Após notificação da contestação às autoras, foi proferido despacho, ao abrigo do disposto no art. 508º do Cód. Proc. Civil ex vi do n° 1 do 61°, do Cód. Proc. Civil, convidando aquelas a completarem a petição inicial, com a indicação do horário de trabalho a que estavam sujeitas, a concretização dos períodos de trabalho suplementar, a justificação do montante a que cada uma se sentia com direito e a indicação da percentagem fixada e dos trabalhos efectuados (fls. 83).

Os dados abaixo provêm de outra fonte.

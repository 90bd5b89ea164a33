//! Snapshot command implementation

use crate::cli::output::{
    format_alerts_table, format_groups_line, format_servers_table, format_snapshot_json,
    format_summary_table,
};
use crate::cli::setup::{build_client, load_config_with_overrides, open_session};
use crate::cli::{SnapshotArgs, ViewArgs};
use crate::store::{DashboardSnapshot, LiveStore, ServerSummary};
use crate::sync::DashboardSync;
use crate::view::{filter_servers, groups, sort_servers};
use tokio_util::sync::CancellationToken;

/// Filtered, ordered server rows for `snapshot`.
pub fn visible_servers<'a>(
    snapshot: &'a DashboardSnapshot,
    view: &ViewArgs,
) -> Vec<&'a ServerSummary> {
    let mut servers = filter_servers(snapshot.servers.values(), &view.filter());
    sort_servers(&mut servers, view.sort, view.direction());
    servers
}

/// Render a snapshot as tables or JSON.
pub fn render_snapshot(
    snapshot: &DashboardSnapshot,
    view: &ViewArgs,
    json: bool,
) -> Result<String, Box<dyn std::error::Error>> {
    let servers = visible_servers(snapshot, view);

    if json {
        return Ok(format_snapshot_json(
            snapshot.summary.as_ref(),
            &servers,
            &snapshot.alerts,
        )?);
    }

    let mut out = String::new();
    if let Some(summary) = &snapshot.summary {
        out.push_str(&format_summary_table(summary));
        out.push('\n');
    }
    if let Some(line) = format_groups_line(&groups(snapshot.servers.values())) {
        out.push_str(&line);
        out.push('\n');
    }
    out.push_str(&format_servers_table(&servers));
    if !snapshot.alerts.is_empty() {
        out.push('\n');
        out.push_str(&format_alerts_table(&snapshot.alerts));
    }
    Ok(out)
}

/// Handle `servereye snapshot`
pub async fn handle_snapshot(args: &SnapshotArgs) -> Result<String, Box<dyn std::error::Error>> {
    let config = load_config_with_overrides(&args.connect)?;
    let session = open_session(&config)?;
    let client = build_client(&config, session)?;

    let cancel_token = CancellationToken::new();
    let (store, join) = LiveStore::spawn(&config.store, cancel_token.clone());
    let sync = DashboardSync::new(client, store.clone());

    let loaded = sync.load_snapshot().await;
    let snapshot = store.snapshot();
    cancel_token.cancel();
    let _ = join.await;

    loaded?;
    render_snapshot(&snapshot, &args.view, args.json)
}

Na sequência desse convite, as autoras apresentaram o articulado junto a fls. 85 a 88, em que alegaram o seguinte:
- estavam vinculadas a um horário de trabalho de oito horas diárias e quarenta e duas horas semanais distribuídas por seis dias por semana;
- os montantes relativos ao trabalho suplementar reclamados pelas autoras são valores estimados, pois é difícil determinar, com toda a precisão, os valores exactos, dado o tempo decorrido e falta de melhores elementos;
- os valores reclamados a título de horas extraordinárias, correspondem ao trabalho efectuado para além do horário normal de trabalho;
- insiste-se na demonstração exemplificativa pois é humanamente difícil guardar todos os talões diários e que espelham um período longo da sua vida laboral visto que sempre estiveram convictas que estes créditos lhes seriam pagos, ideia que mantiveram até ao dia em saíram da esfera contratual com a ré;
- as percentagens acordadas e referidas no ponto 8° da petição inicial, tinham variações calculadas pela ré, obedeciam a critérios definidos pela mesma e que eram totalmente alheios às autoras.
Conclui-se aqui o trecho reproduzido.